Shoe radar may help you find your way

Technology enthusiasts know that getting lost has almost become a thing of the past thanks to global positioning systems (GPS). But if GPS fails you, what can you do? A shoe-embedded radar system could soon be a useable backup option that may help you find your way.

A team of researchers from North Carolina State University and Carnegie Mellon University (CMU) are responsible for the development of the secret agent-like shoe device.

    

“There are situations where GPS is unavailable, such as when you’re in a building, underground or in places where a satellite connection can be blocked by tall buildings or other objects,” says Dr.
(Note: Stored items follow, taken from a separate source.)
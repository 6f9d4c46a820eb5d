// Copyright (c) 2025 Soumyadip Sarkar.
// All rights reserved.
//
// This source code is licensed under the license found in the
// LICENSE file in the root directory of this source tree.

use std::fmt;
use std::str::FromStr;

use chrono::{DateTime, NaiveDate, Utc};
use rust_decimal::Decimal;
use serde::{Deserialize, Serialize};

use crate::error::CoreError;

macro_rules! string_enum {
    ($name:ident, $label:literal, { $($variant:ident => $text:literal),+ $(,)? }) => {
        #[derive(Debug, Clone, Copy, PartialEq, Eq, Hash, Serialize, Deserialize)]
        #[serde(rename_all = "lowercase")]
        pub enum $name {
            $($variant),+
        }

        impl $name {
            pub fn as_str(&self) -> &'static str {
                match self {
                    $($name::$variant => $text),+
                }
            }
        }

        impl fmt::Display for $name {
            fn fmt(&self, f: &mut fmt::Formatter<'_>) -> fmt::Result {
                f.write_str(self.as_str())
            }
        }

        impl FromStr for $name {
            type Err = CoreError;

            fn from_str(s: &str) -> Result<Self, Self::Err> {
                match s.trim().to_ascii_lowercase().as_str() {
                    $($text => Ok($name::$variant),)+
                    other => Err(CoreError::parse($label, other)),
                }
            }
        }
    };
}

string_enum!(CategoryType, "category type", {
    Expense => "expense",
    Income => "income",
    Both => "both",
});

string_enum!(BillingCycle, "billing cycle", {
    Monthly => "monthly",
    Bimonthly => "bimonthly",
    Quarterly => "quarterly",
    Annual => "annual",
});

string_enum!(TxType, "transaction type", {
    Expense => "expense",
    Income => "income",
});

string_enum!(Frequency, "frequency", {
    Weekly => "weekly",
    Biweekly => "biweekly",
    Monthly => "monthly",
    Quarterly => "quarterly",
    Yearly => "yearly",
});

string_enum!(Instrument, "instrument type", {
    Afore => "afore",
    Infonavit => "infonavit",
});

impl BillingCycle {
    /// Calendar months covered by one billing window.
    pub fn months(&self) -> u32 {
        match self {
            BillingCycle::Monthly => 1,
            BillingCycle::Bimonthly => 2,
            BillingCycle::Quarterly => 3,
            BillingCycle::Annual => 12,
        }
    }
}

impl Default for BillingCycle {
    fn default() -> Self {
        BillingCycle::Monthly
    }
}

#[derive(Debug, Clone, Serialize, Deserialize)]
pub struct Category {
    pub id: i64,
    pub name: String,
    pub icon: Option<String>,
    pub color: Option<String>,
    pub r#type: CategoryType,
    pub billing_cycle: BillingCycle,
}

#[derive(Debug, Clone, Serialize, Deserialize)]
pub struct Transaction {
    pub id: i64,
    pub r#type: TxType,
    pub amount: Decimal,
    pub currency: String,
    pub amount_home: Decimal,
    pub category_id: Option<i64>,
    pub merchant: String,
    pub description: Option<String>,
    pub date: NaiveDate,
    pub owner: Option<String>,
    pub recurring_id: Option<i64>,
    pub tags: Vec<String>,
    pub coverage_start: Option<NaiveDate>,
    pub coverage_end: Option<NaiveDate>,
}

impl Transaction {
    /// The coverage period, when one is recorded and it is not just the
    /// transaction date itself.
    pub fn coverage(&self) -> Option<(NaiveDate, NaiveDate)> {
        match (self.coverage_start, self.coverage_end) {
            (Some(start), Some(end)) if start <= end => {
                if start == self.date && end == self.date {
                    None
                } else {
                    Some((start, end))
                }
            }
            _ => None,
        }
    }
}

#[derive(Debug, Clone, Serialize, Deserialize)]
pub struct Budget {
    pub id: i64,
    pub category_id: i64,
    pub month: NaiveDate, // first of month
    pub amount: Decimal,
}

#[derive(Debug, Clone, Serialize, Deserialize)]
pub struct RecurringItem {
    pub id: i64,
    pub name: String,
    pub amount: Decimal,
    pub currency: String,
    pub category_id: Option<i64>,
    pub frequency: Frequency,
    pub next_due_date: NaiveDate,
    pub merchant: Option<String>,
    pub is_active: bool,
}

#[derive(Debug, Clone, Serialize, Deserialize)]
pub struct IncomeSource {
    pub id: i64,
    pub name: String,
    pub r#type: String,
    pub amount: Decimal,
    pub frequency: Frequency,
    pub category_id: Option<i64>,
    pub is_active: bool,
}

#[derive(Debug, Clone, Serialize, Deserialize)]
pub struct InstallmentPlan {
    pub id: i64,
    pub name: String,
    pub merchant: Option<String>,
    pub installment_amount: Decimal,
    pub installment_count: u32,
    pub payments_made: u32,
    pub category_id: Option<i64>,
    pub is_active: bool,
}

impl InstallmentPlan {
    pub fn ledger_merchant(&self) -> String {
        format!("MSI: {}", self.name)
    }
}

#[derive(Debug, Clone, Serialize, Deserialize)]
pub struct Debt {
    pub id: i64,
    pub name: String,
    pub balance: Decimal,
}

#[derive(Debug, Clone, Serialize, Deserialize)]
pub struct FundingTarget {
    pub id: i64,
    pub name: String,
    pub target_amount: Decimal,
    pub delivery_date: NaiveDate,
    pub monthly_payment: Option<Decimal>,
    pub monthly_payment_end: Option<NaiveDate>,
    pub lump_sum_amount: Option<Decimal>,
    pub lump_sum_date: Option<NaiveDate>,
    pub sale_proceeds_amount: Option<Decimal>,
    pub sale_proceeds_date: Option<NaiveDate>,
    pub debt_payoff_ids: Vec<i64>,
    pub investment_annual_return: Decimal,
    pub property_appreciation_rate: Decimal,
    pub property_current_value: Decimal,
    pub amount_paid: Decimal,
    pub fixed_transfer_amount: Option<Decimal>,
    pub is_active: bool,
}

#[derive(Debug, Clone, Serialize, Deserialize)]
pub struct RetirementRecord {
    pub id: i64,
    pub instrument: Instrument,
    pub owner: String,
    pub current_balance: Decimal,
    pub annual_return_rate: Option<Decimal>,
    pub retirement_age: Option<u32>,
    pub usable_for_target: bool,
    pub last_updated: NaiveDate,
}

#[derive(Debug, Clone, Serialize, Deserialize)]
pub struct CryptoHolding {
    pub id: i64,
    pub symbol: String,
    pub quantity: Decimal,
}

#[derive(Debug, Clone, Serialize, Deserialize)]
pub struct InsightCacheEntry {
    pub id: i64,
    pub insights: Vec<Insight>,
    pub input_snapshot: serde_json::Value,
    pub created_at: DateTime<Utc>,
}

#[derive(Debug, Clone, PartialEq, Eq, Serialize, Deserialize)]
#[serde(rename_all = "lowercase")]
pub enum Severity {
    Info,
    Warning,
    Critical,
}

#[derive(Debug, Clone, PartialEq, Serialize, Deserialize)]
pub struct Insight {
    pub kind: String,
    pub severity: Severity,
    pub title: String,
    pub detail: String,
}
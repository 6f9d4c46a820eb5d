// Copyright (c) 2025 Soumyadip Sarkar.
// All rights reserved.
//
// This source code is licensed under the license found in the
// LICENSE file in the root directory of this source tree.

use finboard::config::Config;
use finboard::models::{BillingCycle, CategoryType};
use finboard::{cli, commands::transactions, db, repo};
use rusqlite::Connection;

fn setup() -> Connection {
    let mut conn = Connection::open_in_memory().unwrap();
    db::init_schema(&mut conn).unwrap();
    repo::insert_category(&conn, "Cat1", CategoryType::Expense, BillingCycle::Monthly, None, None)
        .unwrap();
    conn
}

fn tx(conn: &Connection, args: &[&str]) -> anyhow::Result<()> {
    let mut full = vec!["finboard", "tx"];
    full.extend_from_slice(args);
    let matches = cli::build_cli().get_matches_from(full);
    if let Some(("tx", tx_m)) = matches.subcommand() {
        transactions::handle(conn, &Config::default(), tx_m)
    } else {
        panic!("no tx subcommand");
    }
}

#[test]
fn list_limit_respected() {
    let conn = setup();
    for day in 1..=3 {
        let date = format!("2025-01-0{}", day);
        tx(&conn, &["add", "--date", &date, "--amount", "10", "--merchant", "P", "--category", "Cat1"])
            .unwrap();
    }
    let matches = cli::build_cli().get_matches_from(["finboard", "tx", "list", "--limit", "2"]);
    if let Some(("tx", tx_m)) = matches.subcommand() {
        if let Some(("list", list_m)) = tx_m.subcommand() {
            let filter = transactions::list_filter(&conn, list_m).unwrap();
            let rows = transactions::query_rows(&conn, &filter).unwrap();
            assert_eq!(rows.len(), 2);
            assert_eq!(rows[0].date, "2025-01-03");
            assert_eq!(rows[0].category, "Cat1");
        } else {
            panic!("no list subcommand");
        }
    } else {
        panic!("no tx subcommand");
    }
}

#[test]
fn foreign_currency_requires_home_amount() {
    let conn = setup();
    let err = tx(
        &conn,
        &["add", "--date", "2025-02-03", "--amount", "20", "--merchant", "Shop", "--currency", "usd"],
    )
    .unwrap_err();
    assert!(err.to_string().contains("--amount-home is required for USD"));

    tx(
        &conn,
        &[
            "add", "--date", "2025-02-03", "--amount", "20", "--merchant", "Shop", "--currency",
            "usd", "--amount-home", "342.80",
        ],
    )
    .unwrap();
    let (ccy, home): (String, String) = conn
        .query_row("SELECT currency, amount_home FROM transactions", [], |r| {
            Ok((r.get(0)?, r.get(1)?))
        })
        .unwrap();
    assert_eq!(ccy, "USD");
    assert_eq!(home, "342.80");
}

#[test]
fn negative_amount_is_rejected_before_write() {
    let conn = setup();
    let err = tx(&conn, &["add", "--date", "2025-02-03", "--amount=-5", "--merchant", "Shop"])
        .unwrap_err();
    assert!(err.to_string().contains("amount"));
    let count: i64 = conn
        .query_row("SELECT COUNT(*) FROM transactions", [], |r| r.get(0))
        .unwrap();
    assert_eq!(count, 0);
}

#[test]
fn coverage_and_tags_are_stored() {
    let conn = setup();
    tx(
        &conn,
        &[
            "add", "--date", "2025-03-05", "--amount", "900", "--merchant", "Water", "--tag",
            "utility", "--tag", " home ", "--coverage-start", "2025-01-01", "--coverage-end",
            "2025-03-31",
        ],
    )
    .unwrap();
    let rows = transactions::query_rows(&conn, &repo::TxFilter::default()).unwrap();
    assert_eq!(rows[0].coverage, "2025-01-01..2025-03-31");
    assert_eq!(rows[0].tags, vec!["utility".to_string(), "home".to_string()]);
    assert_eq!(rows[0].category, "Uncategorized");
}

#[test]
fn half_open_coverage_is_rejected() {
    let conn = setup();
    let err = tx(
        &conn,
        &["add", "--date", "2025-03-05", "--amount", "900", "--merchant", "Water", "--coverage-start", "2025-01-01"],
    )
    .unwrap_err();
    assert!(err.to_string().contains("coverage"));
}
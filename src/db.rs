// Copyright (c) 2025 Soumyadip Sarkar.
// All rights reserved.
//
// This source code is licensed under the license found in the
// LICENSE file in the root directory of this source tree.

use anyhow::{Context, Result};
use directories::ProjectDirs;
use once_cell::sync::Lazy;
use rusqlite::Connection;
use std::fs;
use std::path::PathBuf;

static APP: Lazy<(&str, &str, &str)> =
    Lazy::new(|| ("org", "Finboard", "finboard"));

pub fn db_path() -> Result<PathBuf> {
    let proj = ProjectDirs::from(APP.0, APP.1, APP.2)
        .context("Could not determine platform-specific data dir")?;
    let data_dir = proj.data_dir();
    fs::create_dir_all(data_dir).context("Failed to create data dir")?;
    Ok(data_dir.join("finboard.sqlite"))
}

pub fn open_or_init() -> Result<Connection> {
    let path = db_path()?;
    let mut conn =
        Connection::open(&path).with_context(|| format!("Open DB at {}", path.display()))?;
    init_schema(&mut conn)?;
    Ok(conn)
}

/// Creates every table if missing. Money is stored as decimal TEXT, dates as
/// `YYYY-MM-DD`, timestamps as RFC 3339.
pub fn init_schema(conn: &mut Connection) -> Result<()> {
    conn.execute_batch(
        r#"
    PRAGMA foreign_keys = ON;

    CREATE TABLE IF NOT EXISTS categories(
        id INTEGER PRIMARY KEY AUTOINCREMENT,
        name TEXT NOT NULL UNIQUE,
        icon TEXT,
        color TEXT,
        type TEXT NOT NULL DEFAULT 'expense' CHECK(type IN ('expense','income','both')),
        billing_cycle TEXT NOT NULL DEFAULT 'monthly'
            CHECK(billing_cycle IN ('monthly','bimonthly','quarterly','annual'))
    );

    CREATE TABLE IF NOT EXISTS transactions(
        id INTEGER PRIMARY KEY AUTOINCREMENT,
        type TEXT NOT NULL CHECK(type IN ('expense','income')),
        amount TEXT NOT NULL,
        currency TEXT NOT NULL,
        amount_home TEXT NOT NULL,
        category_id INTEGER,
        merchant TEXT NOT NULL,
        description TEXT,
        date TEXT NOT NULL,
        owner TEXT,
        recurring_id INTEGER,
        tags TEXT NOT NULL DEFAULT '[]',
        coverage_start TEXT,
        coverage_end TEXT,
        idempotency_key TEXT UNIQUE,
        created_at TEXT NOT NULL DEFAULT (datetime('now')),
        FOREIGN KEY(category_id) REFERENCES categories(id) ON DELETE SET NULL
    );
    CREATE INDEX IF NOT EXISTS idx_transactions_date ON transactions(date);
    CREATE INDEX IF NOT EXISTS idx_transactions_recurring ON transactions(recurring_id, date);

    -- one row per category per month is expected but deliberately not enforced
    CREATE TABLE IF NOT EXISTS budgets(
        id INTEGER PRIMARY KEY AUTOINCREMENT,
        category_id INTEGER NOT NULL,
        month TEXT NOT NULL,
        amount TEXT NOT NULL,
        FOREIGN KEY(category_id) REFERENCES categories(id) ON DELETE CASCADE
    );

    CREATE TABLE IF NOT EXISTS recurring_items(
        id INTEGER PRIMARY KEY AUTOINCREMENT,
        name TEXT NOT NULL,
        amount TEXT NOT NULL,
        currency TEXT NOT NULL,
        category_id INTEGER,
        frequency TEXT NOT NULL
            CHECK(frequency IN ('weekly','biweekly','monthly','quarterly','yearly')),
        next_due_date TEXT NOT NULL,
        merchant TEXT,
        is_active INTEGER NOT NULL DEFAULT 1,
        FOREIGN KEY(category_id) REFERENCES categories(id) ON DELETE SET NULL
    );

    CREATE TABLE IF NOT EXISTS income_sources(
        id INTEGER PRIMARY KEY AUTOINCREMENT,
        name TEXT NOT NULL UNIQUE,
        type TEXT NOT NULL,
        amount TEXT NOT NULL,
        frequency TEXT NOT NULL
            CHECK(frequency IN ('weekly','biweekly','monthly','quarterly','yearly')),
        category_id INTEGER,
        is_active INTEGER NOT NULL DEFAULT 1,
        FOREIGN KEY(category_id) REFERENCES categories(id) ON DELETE SET NULL
    );

    CREATE TABLE IF NOT EXISTS installment_plans(
        id INTEGER PRIMARY KEY AUTOINCREMENT,
        name TEXT NOT NULL UNIQUE,
        merchant TEXT,
        installment_amount TEXT NOT NULL,
        installment_count INTEGER NOT NULL CHECK(installment_count > 0),
        payments_made INTEGER NOT NULL DEFAULT 0 CHECK(payments_made >= 0),
        category_id INTEGER,
        is_active INTEGER NOT NULL DEFAULT 1,
        FOREIGN KEY(category_id) REFERENCES categories(id) ON DELETE SET NULL
    );

    CREATE TABLE IF NOT EXISTS debts(
        id INTEGER PRIMARY KEY AUTOINCREMENT,
        name TEXT NOT NULL UNIQUE,
        balance TEXT NOT NULL
    );

    CREATE TABLE IF NOT EXISTS funding_targets(
        id INTEGER PRIMARY KEY AUTOINCREMENT,
        name TEXT NOT NULL,
        target_amount TEXT NOT NULL,
        delivery_date TEXT NOT NULL,
        monthly_payment TEXT,
        monthly_payment_end TEXT,
        lump_sum_amount TEXT,
        lump_sum_date TEXT,
        sale_proceeds_amount TEXT,
        sale_proceeds_date TEXT,
        debt_payoff_ids TEXT NOT NULL DEFAULT '[]',
        investment_annual_return TEXT NOT NULL,
        property_appreciation_rate TEXT NOT NULL DEFAULT '0',
        property_current_value TEXT NOT NULL DEFAULT '0',
        amount_paid TEXT NOT NULL DEFAULT '0',
        fixed_transfer_amount TEXT,
        is_active INTEGER NOT NULL DEFAULT 1
    );

    CREATE TABLE IF NOT EXISTS retirement_records(
        id INTEGER PRIMARY KEY AUTOINCREMENT,
        instrument TEXT NOT NULL CHECK(instrument IN ('afore','infonavit')),
        owner TEXT NOT NULL,
        current_balance TEXT NOT NULL,
        annual_return_rate TEXT,
        retirement_age INTEGER,
        usable_for_target INTEGER NOT NULL DEFAULT 0,
        last_updated TEXT NOT NULL,
        UNIQUE(instrument, owner)
    );

    CREATE TABLE IF NOT EXISTS fixed_income_entries(
        id INTEGER PRIMARY KEY AUTOINCREMENT,
        date TEXT NOT NULL,
        amount TEXT NOT NULL,
        note TEXT
    );

    CREATE TABLE IF NOT EXISTS crypto_holdings(
        id INTEGER PRIMARY KEY AUTOINCREMENT,
        symbol TEXT NOT NULL UNIQUE,
        quantity TEXT NOT NULL
    );

    -- append-only; the newest row is the current one
    CREATE TABLE IF NOT EXISTS insight_cache(
        id INTEGER PRIMARY KEY AUTOINCREMENT,
        insights TEXT NOT NULL,
        input_snapshot TEXT NOT NULL,
        created_at TEXT NOT NULL
    );

    CREATE TABLE IF NOT EXISTS sweep_lease(
        id INTEGER PRIMARY KEY CHECK(id = 1),
        holder TEXT NOT NULL,
        expires_at TEXT NOT NULL
    );
    "#,
    )?;
    Ok(())
}
// Copyright (c) 2025 Soumyadip Sarkar.
// All rights reserved.
//
// This source code is licensed under the license found in the
// LICENSE file in the root directory of this source tree.

use chrono::NaiveDate;
use finboard::config::Config;
use finboard::models::{BillingCycle, CategoryType, TxType};
use finboard::repo::{self, NewTransaction};
use finboard::{cli, commands::exporter, commands::importer, db};
use rusqlite::Connection;
use rust_decimal::Decimal;
use serde_json::json;
use tempfile::tempdir;

fn base_conn() -> Connection {
    let mut conn = Connection::open_in_memory().unwrap();
    db::init_schema(&mut conn).unwrap();
    let cat = repo::insert_category(
        &conn,
        "Groceries",
        CategoryType::Expense,
        BillingCycle::Monthly,
        None,
        None,
    )
    .unwrap();
    repo::insert_transaction(
        &conn,
        &NewTransaction {
            r#type: TxType::Expense,
            amount: Decimal::new(1234, 2),
            currency: "MXN".into(),
            amount_home: Decimal::new(1234, 2),
            category_id: Some(cat),
            merchant: "Corner Shop".into(),
            description: Some("Weekly run".into()),
            date: NaiveDate::from_ymd_opt(2025, 1, 2).unwrap(),
            owner: None,
            recurring_id: None,
            tags: vec![],
            coverage_start: None,
            coverage_end: None,
            idempotency_key: None,
        },
    )
    .unwrap();
    conn
}

fn export(conn: &Connection, format: &str, out: &str) -> anyhow::Result<()> {
    let matches = cli::build_cli().get_matches_from([
        "finboard",
        "export",
        "transactions",
        "--format",
        format,
        "--out",
        out,
    ]);
    if let Some(("export", export_m)) = matches.subcommand() {
        exporter::handle(conn, export_m)
    } else {
        panic!("no export subcommand");
    }
}

#[test]
fn export_transactions_writes_pretty_json() {
    let conn = base_conn();
    let dir = tempdir().unwrap();
    let out_path = dir.path().join("export.json");
    export(&conn, "json", &out_path.to_string_lossy()).unwrap();

    let contents = std::fs::read_to_string(&out_path).unwrap();
    let parsed: serde_json::Value = serde_json::from_str(&contents).unwrap();
    assert_eq!(
        parsed,
        json!([
            {
                "date": "2025-01-02",
                "type": "expense",
                "merchant": "Corner Shop",
                "amount": "12.34",
                "currency": "MXN",
                "amount_home": "12.34",
                "category": "Groceries",
                "description": "Weekly run",
                "coverage": "",
                "owner": "",
                "tags": []
            }
        ])
    );
}

#[test]
fn csv_export_can_be_imported_again() {
    let conn = base_conn();
    let dir = tempdir().unwrap();
    let out_path = dir.path().join("export.csv");
    let out_str = out_path.to_string_lossy().to_string();
    export(&conn, "csv", &out_str).unwrap();

    let mut other = Connection::open_in_memory().unwrap();
    db::init_schema(&mut other).unwrap();
    repo::insert_category(&other, "Groceries", CategoryType::Expense, BillingCycle::Monthly, None, None)
        .unwrap();
    let matches =
        cli::build_cli().get_matches_from(["finboard", "import", "transactions", "--path", &out_str]);
    if let Some(("import", import_m)) = matches.subcommand() {
        importer::handle(&mut other, &Config::default(), import_m).unwrap();
    } else {
        panic!("no import subcommand");
    }
    let (merchant, amount): (String, String) = other
        .query_row("SELECT merchant, amount FROM transactions", [], |r| {
            Ok((r.get(0)?, r.get(1)?))
        })
        .unwrap();
    assert_eq!(merchant, "Corner Shop");
    assert_eq!(amount, "12.34");
}

#[test]
fn export_transactions_rejects_unknown_format() {
    let conn = base_conn();
    let dir = tempdir().unwrap();
    let out_path = dir.path().join("export.unknown");
    assert!(export(&conn, "xml", &out_path.to_string_lossy()).is_err());
    assert!(!out_path.exists());
}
Dan Stancil, co-author of a paper describing the research and professor and head of NC State’s Department of Electrical and Computer Engineering. “So what do you do without satellites?”

    

One solution would be to use inertial measurement units (IMUs), which are electronic devices that measure the force created by acceleration and deceleration to determine how rapidly you are traveling and how far you have moved.

    

The technology works together with GPS, with the IMU recording your movement after you lose a GPS signal; it ultimately provides you with location data that relates to your last known location via GPS. For example if you went into a cave and your GPS signal was lost, you should utilize the IMU to retrace your steps to the last known GPS location and you could find your way back out.

    

IMUs however, have traditionally come with a significant challenge. Any slight errors an IMU makes in recording acceleration lead to errors in estimations of velocity and position, and those errors add up over time. If an IMU thinks you are traveling, even as little as 0.1 meters per second, when you are actually being still, the IMU will have moved you about 18 meters away from your real position.

    

But wait, “if you had an independent way of knowing when your velocity is zero, you could significantly reduce this sort of accumulate error,” Stancil says.

    

This where the shoe radar enters the picture.

    

“To address this problem of accumulating acceleration error, we’ve developed a prototype portable radar sensor that attaches to a shoe,” Stancil says. “The radar is attached to a small navigation computer that tracks the distance between your heel and the ground. If that distance doesn’t change within a given period of time, the navigation computer knows that your foot is stationary.” That could mean that you are standing still, or it could signal the natural pause that occurs between steps when someone is walking. Either way, Stancil says, “By resetting the velocity to zero during these pauses, or intervals, the accumulated error can be greatly reduced.”

    

A different way to say it would be that the navigation computer gathers data from the shoe radar and the IMU and by including the most recent location data from GPS; it can do a much better job of monitoring your present location.

    

The academic research paper, “A Low-Power Shoe-Embedded Radar for Aiding Pedestrian Inertial Navigation,” is published in the October issue of IEEE Transactions On Microwave Theory And Techniques.